Lesions that induce psychosis map to a common brain circuit involving the hippocampus

Andrew Pines, MD, MA

Resident – BWH/HMS Psychiatry Residency Training Program
Andrew Pines poster

Scientific Abstract

Background: Brain lesions provide a unique source of causal information. Mapping the connectivity of these lesions can reveal targets for therapeutic neuromodulation. 

Methods: We reviewed published cases of brain lesions associated with psychosis. Functional and structural connectivity were estimated with a human connectome database (n=1000) and the human connectome project (n=178). We performed sensitivity analyses with convergence of a one-sample T-test and the overlap of the functional maps of each lesion. We performed a specificity analysis with a Bonferroni-corrected two-sample t-test between the functional maps of lesions causing psychosis and 490 patients from an observational stroke database.

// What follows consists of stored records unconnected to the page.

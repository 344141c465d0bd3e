//! Hierarchical directory tree summary

use serde::{Deserialize, Serialize};
use std::path::{Path, PathBuf};

/// One entry in a directory node's child list
#[derive(Debug, Clone, PartialEq, Serialize, Deserialize)]
#[serde(rename_all = "snake_case")]
pub enum TreeEntry {
    /// A nested directory
    Directory(DirectoryNode),
    /// A plain file
    File { name: String },
    /// Files below the depth limit, collapsed into a single counted leaf
    Collapsed { file_count: usize },
}

/// A node in the directory tree summary
///
/// Children keep insertion order, which equals filesystem traversal order.
/// The tree is owned by the structure mapper and read-only once built.
#[derive(Debug, Clone, PartialEq, Serialize, Deserialize)]
pub struct DirectoryNode {
    /// Path relative to the project root (empty for the root itself)
    pub path: PathBuf,

    /// Directory name (project directory name for the root)
    pub name: String,

    /// Ordered children: subdirectories and files in traversal order
    pub children: Vec<TreeEntry>,

    /// Number of files in this directory and all of its descendants
    pub file_count: usize,
}

impl DirectoryNode {
    /// Create an empty node
    pub fn new(path: impl Into<PathBuf>, name: impl Into<String>) -> Self {
        Self {
            path: path.into(),
            name: name.into(),
            children: Vec::new(),
            file_count: 0,
        }
    }

    /// Get or insert the child directory with the given name
    pub fn ensure_dir(&mut self, name: &str) -> &mut DirectoryNode {
        let position = self.children.iter().position(|child| {
            matches!(child, TreeEntry::Directory(node) if node.name == name)
        });

        let index = match position {
            Some(index) => index,
            None => {
                let path = self.path.join(name);
                self.children
                    .push(TreeEntry::Directory(DirectoryNode::new(path, name)));
                self.children.len() - 1
            }
        };

        match &mut self.children[index] {
            TreeEntry::Directory(node) => node,
            _ => unreachable!("position matched a directory entry"),
        }
    }

    /// Append a file entry
    pub fn push_file(&mut self, name: &str) {
        self.children.push(TreeEntry::File {
            name: name.to_string(),
        });
    }

    /// Count a file under the collapsed leaf, creating it on first use
    pub fn bump_collapsed(&mut self) {
        for child in self.children.iter_mut() {
            if let TreeEntry::Collapsed { file_count } = child {
                *file_count += 1;
                return;
            }
        }
        self.children.push(TreeEntry::Collapsed { file_count: 1 });
    }

    /// Number of files directly in this node (excluding subdirectories)
    pub fn direct_file_count(&self) -> usize {
        self.children
            .iter()
            .map(|child| match child {
                TreeEntry::File { .. } => 1,
                TreeEntry::Collapsed { file_count } => *file_count,
                TreeEntry::Directory(_) => 0,
            })
            .sum()
    }

    /// Recompute `file_count` bottom-up and return it
    pub fn recount(&mut self) -> usize {
        let mut total = 0;
        for child in self.children.iter_mut() {
            total += match child {
                TreeEntry::File { .. } => 1,
                TreeEntry::Collapsed { file_count } => *file_count,
                TreeEntry::Directory(node) => node.recount(),
            };
        }
        self.file_count = total;
        total
    }

    /// Look up a descendant directory by relative path
    pub fn find_dir(&self, path: &Path) -> Option<&DirectoryNode> {
        let mut node = self;
        for component in path.components() {
            let name = component.as_os_str().to_str()?;
            node = node.children.iter().find_map(|child| match child {
                TreeEntry::Directory(dir) if dir.name == name => Some(dir),
                _ => None,
            })?;
        }
        Some(node)
    }

    /// Render the tree as an indented ASCII listing
    pub fn render_ascii(&self) -> String {
        let mut out = String::new();
        out.push_str(&format!("{}/\n", self.name));
        self.render_children(&mut out, "");
        out
    }

    fn render_children(&self, out: &mut String, prefix: &str) {
        let count = self.children.len();
        for (index, child) in self.children.iter().enumerate() {
            let last = index + 1 == count;
            let branch = if last { "└── " } else { "├── " };
            let nested = if last { "    " } else { "│   " };

            match child {
                TreeEntry::Directory(node) => {
                    out.push_str(&format!("{}{}{}/\n", prefix, branch, node.name));
                    node.render_children(out, &format!("{}{}", prefix, nested));
                }
                TreeEntry::File { name } => {
                    out.push_str(&format!("{}{}{}\n", prefix, branch, name));
                }
                TreeEntry::Collapsed { file_count } => {
                    out.push_str(&format!(
                        "{}{}… ({} more files)\n",
                        prefix, branch, file_count
                    ));
                }
            }
        }
    }
}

Results: 148 cases were determined to be causal of psychosis. A one-sample T-test (threshold T>7) and functional overlap test (>70% overlap, T>7) identified common functional connections in the posterior hippocampus, ventral tegmental area, anterior/medial dorsal thalamic nuclei. The functional specificity and sensitivity analyses converged in the posterior hippocampus; the structural sensitivity analyses converged in the fornix, anterior commisure, ucinate fasciulus, anterior thalamic radiation. To determine if results were driven by hippocampal lesions, we repeated the analyses after excluding lesions intersecting the hippocampus (n=26) and found similar functional connections (r=0.98) with the same peak in the hippocampus. To determine if the results were driven by specific symptoms of psychosis, we performed a leave-one-out analysis in which we correlated the functional maps of symptom-specific lesions (auditory hallucinations, visual hallucinations, delusions, thought disorders) with two functional maps: a one-sample t-test of control lesions and a one-sample t-test of the remaining psychotic lesions not resulting in the symptom in question. These correlations were significantly different, indicating the resulting circuit is common to symptoms of psychosis.

Conclusions: Lesions causing psychosis map to a common brain circuit. The bilateral posterior hippocampi are sensitive and specific to this circuit. This circuit provides a new target for neuromodulation.